Læderstræde 11 was in 2008 owned by E/F Læderstræde 11 A-B.

==Architecture==
Læderstræde 11B is constructed with three storeys over a walk-out basement and is nine bays wide. The seven western bays is Grave's original building from 1806 while the two eastern ones date from the 1813 extension. The two parts of the building are visually integrated, especially at street level, but the transition is still clearly visible on the upper part, both in the masonry and as an overall asymmetry in the design. The two outer bays of the 1806 building were thus wider than the five central ones, but due to the extension, one of these wider bays is no longer situated furthest to the left.

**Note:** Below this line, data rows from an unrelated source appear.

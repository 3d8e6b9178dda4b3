use anyhow::Result;
use chrono::NaiveDate;
use donorbook_api::database::models::receipt::ReceiptRecord;
use donorbook_api::export::csv::Cell;
use donorbook_api::export::{render_csv, render_receipt_pdf};
use rust_decimal::Decimal;

fn cell(s: &str) -> Cell {
    Some(s.to_string())
}

#[test]
fn donation_export_is_quote_always_with_header_row() -> Result<()> {
    let headers = [
        "Receipt Number",
        "First Name",
        "Last Name",
        "Program",
        "Amount",
        "Donation Date",
        "Payment Mode",
        "Remarks",
    ];
    let rows = vec![
        vec![
            cell("RCPT1700000000001"),
            cell("Asha"),
            cell("Verma"),
            cell("Annual Drive"),
            cell("2500.00"),
            cell("2024-07-15"),
            cell("UPI"),
            None,
        ],
        vec![
            cell("RCPT1700000000002"),
            cell("Ravi"),
            cell("Iyer"),
            None,
            cell("500.00"),
            cell("2024-08-01"),
            None,
            cell("in memory of \"Appa\""),
        ],
    ];

    let csv = render_csv(&headers, &rows)?;
    let lines: Vec<&str> = csv.lines().collect();

    assert_eq!(lines.len(), 3);
    assert_eq!(
        lines[0],
        "\"Receipt Number\",\"First Name\",\"Last Name\",\"Program\",\"Amount\",\
         \"Donation Date\",\"Payment Mode\",\"Remarks\""
    );
    // Missing program and remarks render as empty quoted cells, never shift
    // columns.
    assert!(lines[1].ends_with("\"UPI\",\"\""));
    assert!(lines[2].contains("\"Ravi\",\"Iyer\",\"\",\"500.00\""));
    assert!(lines[2].ends_with("\"in memory of \"\"Appa\"\"\""));
    Ok(())
}

#[test]
fn export_of_empty_scope_is_header_only() -> Result<()> {
    // A CenterAdmin with no rows still gets a well-formed file.
    let csv = render_csv(&["Receipt Number", "Amount"], &[])?;
    assert_eq!(csv.lines().count(), 1);
    Ok(())
}

fn sample_receipt() -> ReceiptRecord {
    ReceiptRecord {
        receipt_number: "RCPT1700000000001".to_string(),
        donation_amount: Decimal::new(250000, 2),
        donation_date: NaiveDate::from_ymd_opt(2024, 7, 15).unwrap(),
        payment_mode: Some("UPI".to_string()),
        first_name: "Asha".to_string(),
        last_name: "Verma".to_string(),
        email: Some("asha@example.com".to_string()),
        city: Some("Pune".to_string()),
        state: Some("Maharashtra".to_string()),
        center_legal_name: Some("Hope Foundation Trust".to_string()),
        center_address: Some("12 MG Road, Pune".to_string()),
        center_phone: Some("020-5551234".to_string()),
        website: Some("hope.example.org".to_string()),
    }
}

#[test]
fn receipt_pdf_is_a_valid_single_page_document() -> Result<()> {
    let bytes = render_receipt_pdf(&sample_receipt())?;
    assert!(bytes.starts_with(b"%PDF-1.5"));

    let doc = lopdf::Document::load_mem(&bytes)?;
    assert_eq!(doc.get_pages().len(), 1);
    Ok(())
}

#[test]
fn receipt_pdf_tolerates_sparse_center_profiles() -> Result<()> {
    let mut record = sample_receipt();
    record.email = None;
    record.payment_mode = None;
    record.center_legal_name = None;
    record.center_address = None;
    record.center_phone = None;
    record.website = None;

    let bytes = render_receipt_pdf(&record)?;
    assert!(bytes.starts_with(b"%PDF"));
    Ok(())
}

The original part of the façade is furthermore finished with a white-painted belt course above the ground floor, a Greek key frieze between the five central windows of the two upper floors and a dentillated cornice. The white-painted belt course and the plastered, grey-painted ground floor have been continued across the extension, but the Greek key is no longer placed in the centre of the façade and the cornice is without dentillation on the extension. A gateway is located in the wide bay furthest to the right (west). It opens to a central courtyard shared with No. 11A. A side wing extends from the rear side of the building along the west side of the courtyard and is attached to a rear wing at the other end.

==Today==
In September 2019, Læderstræde 11 was purchased for DKK72 million by Copenhagen Capital in partnership with Helmersen Holding. The property has a total floor area of 2,162 square metres. A comprehensive renovation of the building was completed in 2021. It now contains seven rental apartments.